Athena costs are per TB scanned. Because the raw data is organized by time and schema-defined, it is straightforward to add partitioning or switch to Parquet later to reduce scan costs substantially.
All of this means you can run a real-time analytics stack for a small team or pilot project at very low cost and scale it progressively as value is proven and requirements grow.
Operational Flow
Deploy the infrastructure with Terraform:
terraform init,terraform validate,terraform plan, andterraform apply.Confirm the SNS email subscription sent for the
stock-trend-alertstopic.Start the producer: optionally set
KINESIS_STREAM_NAME, then runpython producer_data_function.py. Records will begin flowing into Kinesis.Observe processing: the consumer Lambda archives raw JSON to S3 and writes curated items to DynamoDB. The trend Lambda listens to DynamoDB Streams and publishes alerts when it detects SMA crossovers.

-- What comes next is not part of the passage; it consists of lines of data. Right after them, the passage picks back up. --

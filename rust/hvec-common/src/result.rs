pub type Result<T> = std::result::Result<T, crate::error::Error>;

/// Returns `Ok(())` when `predicate` holds, or `err()` otherwise.
#[inline]
pub fn verify(predicate: bool, err: impl FnOnce() -> crate::error::Error) -> Result<()> {
    if predicate { Ok(()) } else { Err(err()) }
}
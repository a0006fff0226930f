//! Byte allocators for header-prefixed vectors.
//!
//! A vector is bound to exactly one [`ByteAllocator`] for its entire lifetime.
//! Arena or pool strategies plug in by implementing the trait; the growth
//! logic built on top of it only sees raw blocks and their usable size.
//!
//! The usable-size query is what lets a vector avoid reallocating on every
//! growth step. Targets with a native query (`malloc_size` on Apple platforms,
//! `malloc_usable_size` on glibc, `HeapSize` on Windows) expose it through
//! `NativeAllocator`; everywhere else, the [`SizeHintAllocator`] records the
//! requested size in a hidden slot ahead of each block.

use std::ptr::NonNull;

pub mod arena;
pub mod default;
pub mod size_hint;
pub mod tracking;

#[cfg_attr(target_vendor = "apple", path = "native_apple.rs")]
#[cfg_attr(
    all(target_os = "linux", target_env = "gnu"),
    path = "native_linux.rs"
)]
#[cfg_attr(windows, path = "native_win.rs")]
#[cfg_attr(
    not(any(
        target_vendor = "apple",
        all(target_os = "linux", target_env = "gnu"),
        windows
    )),
    path = "native_fallback.rs"
)]
pub mod native;

pub use arena::BumpArena;
pub use default::{default_allocator, platform_allocator, set_default_allocator};
#[cfg(any(
    target_vendor = "apple",
    all(target_os = "linux", target_env = "gnu"),
    windows
))]
pub use native::NativeAllocator;
pub use native::HAS_NATIVE_USABLE_SIZE;
pub use size_hint::SizeHintAllocator;
pub use tracking::{AllocationStats, TrackingAllocator};

/// Minimum alignment of every block handed out by a [`ByteAllocator`].
///
/// Matches the guarantee of the C `malloc` family on mainstream targets.
pub const MIN_ALIGN: usize = 2 * std::mem::size_of::<usize>();

/// Raw block allocator bound to a vector at creation.
///
/// # Safety
///
/// Implementors must guarantee that:
/// - Every returned block is aligned to at least [`MIN_ALIGN`] bytes.
/// - `usable_size` reports no less than the size last requested for the block,
///   and every byte up to the reported size may be read and written.
/// - `reallocate` preserves the first `min(usable_size(block), size)` bytes,
///   and on failure leaves `block` untouched and still valid.
/// - A block is only ever released through the allocator that produced it.
pub unsafe trait ByteAllocator {
    /// Allocates a block of at least `size` usable bytes.
    ///
    /// Returns `None` if the request cannot be satisfied.
    fn allocate(&self, size: usize) -> Option<NonNull<u8>>;

    /// Resizes `block` to at least `size` usable bytes, possibly relocating it.
    ///
    /// # Safety
    ///
    /// `block` must have been returned by this allocator and not yet released.
    /// On success the old pointer must no longer be used.
    unsafe fn reallocate(&self, block: NonNull<u8>, size: usize) -> Option<NonNull<u8>>;

    /// Returns the number of bytes actually usable in `block`.
    ///
    /// # Safety
    ///
    /// `block` must have been returned by this allocator and not yet released.
    unsafe fn usable_size(&self, block: NonNull<u8>) -> usize;

    /// Releases `block`.
    ///
    /// # Safety
    ///
    /// `block` must have been returned by this allocator and not yet released.
    unsafe fn release(&self, block: NonNull<u8>);

    /// Short name used in diagnostics.
    fn name(&self) -> &'static str {
        "custom"
    }
}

Query archived data in Athena: open the Athena console, select the Glue database and table, and run SQL against your archived JSON. Results will appear in the query results bucket.
Tear down if needed: because the S3 module uses
force_destroy = true,terraform destroywill delete the buckets even if objects remain. If you just enabled force-destroy, apply that change first, then destroy.
Business Benefits
Faster insights: Real-time ingestion and processing allow your teams to detect market shifts or operational anomalies as they happen. Alerts can route directly to people or systems.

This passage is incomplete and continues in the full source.